# i feel like i have to force him



## blondi_dancer (Feb 11, 2012)

me and my husband havent been married very long, since nov, but we have been together for a year now. so i noticed that before we got married we always had sex and he initiated it most of the times. but now for the past couple months i feel like he doesnt really want to anymore, now im the one who wants to. i have talked to him about this and told him how it bothers me that he hardly wants to anymore and i feel like i am forcing him to want to now. now whenever he initiates it i feel like he is just doing it to make me happy or to make me just stop bringing it up. he just says that he is too tired now or we just go to bed and thats it. im confused and i somehow feel its my fault, i miss how it used to be, i miss the intimacy  are any of you going through this?


----------



## Diolay (Jan 25, 2012)

This happened just after you were married???


----------



## blondi_dancer (Feb 11, 2012)

well our situation goes into more detail. he is military and he deployed in july and came back in november, we had a few issues of infedelity, he wasnt faithful to me. when he was deployed he would talk to other women online, exchange photos etc. so that put a major strain on our relationship, after he came back we got married. the first month was good, but ive been noticing him not getting in the mood anymore for the past month month and a half. we havent even been married that long, i would have thought that our sexual relationship would be better than this buts its not.


----------



## Diolay (Jan 25, 2012)

Whos idea was it to get married.
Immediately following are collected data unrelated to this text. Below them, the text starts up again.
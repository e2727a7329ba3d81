//! Properties of keyword substitution, `$old` extraction and evaluation

use covenant_core::TestContext;
use covenant_interpreter::{
    extract_old_references, ExpressionInterpreter, KeywordSubstitutions, ScriptInterpreter,
};
use pretty_assertions::assert_eq;
use proptest::prelude::*;

proptest! {
    #[test]
    fn keyword_apply_never_panics(source in "\\PC{0,64}") {
        let _ = KeywordSubstitutions::default().apply(&source);
    }

    #[test]
    fn text_without_keywords_is_unchanged(source in "[a-z0-9 .()<>=!&|+-]{0,64}") {
        let applied = KeywordSubstitutions::default().apply(&source);
        prop_assert_eq!(applied.as_ref(), source.as_str());
    }

    #[test]
    fn old_extraction_never_panics(source in "\\PC{0,64}") {
        let refs = extract_old_references(&source);
        prop_assert_eq!(refs.is_empty(), refs.captures.is_empty());
    }

    #[test]
    fn old_references_become_symbols(inner in "[a-z]{1,8}", other in "[a-z]{1,8}") {
        let refs = extract_old_references(&format!("$old({}) == {}", inner, other));
        prop_assert_eq!(refs.rewritten, format!("__old0 == {}", other));
        prop_assert_eq!(refs.captures.get("__old0"), Some(&inner));
    }

    #[test]
    fn evaluate_never_panics(source in "\\PC{0,48}") {
        let mut interpreter = ScriptInterpreter::script();
        let _ = interpreter.evaluate(&source, &TestContext::new("f"));
    }

    #[test]
    fn chains_of_any_length_fail_softly(terms in 1usize..3_000) {
        let mut interpreter = ScriptInterpreter::script();
        let expression = vec!["true"; terms].join(" || ");
        let result = interpreter.evaluate(&expression, &TestContext::new("f"));
        prop_assert_eq!(result.passed(), result.failure_cause().is_none());
    }
}

#[test]
fn keywords_respect_identifier_boundaries() {
    let applied = KeywordSubstitutions::default().apply("$this.x == $thisx && $result");
    assert_eq!(applied, "this.x == $thisx && result");
}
Please don't say it was his just because he popped the question.


----------



## blondi_dancer (Feb 11, 2012)

we both wanted to and talked about it way before he got deployed. we had decided that when he got back we would get married but then all that drama happened


----------



## Diolay (Jan 25, 2012)

Usually when I hear that, it usually means "I decided and pressured him into it".

Just asking, is that what happened in your case?


----------



## bandit.45 (Feb 8, 2012)

Check his emails. He may be having an online affair right now as we speak. A man totally into his new bride should not be letting her out of bed. The two of you should be going at it like rabbits.
_Posted via Mobile Device_


----------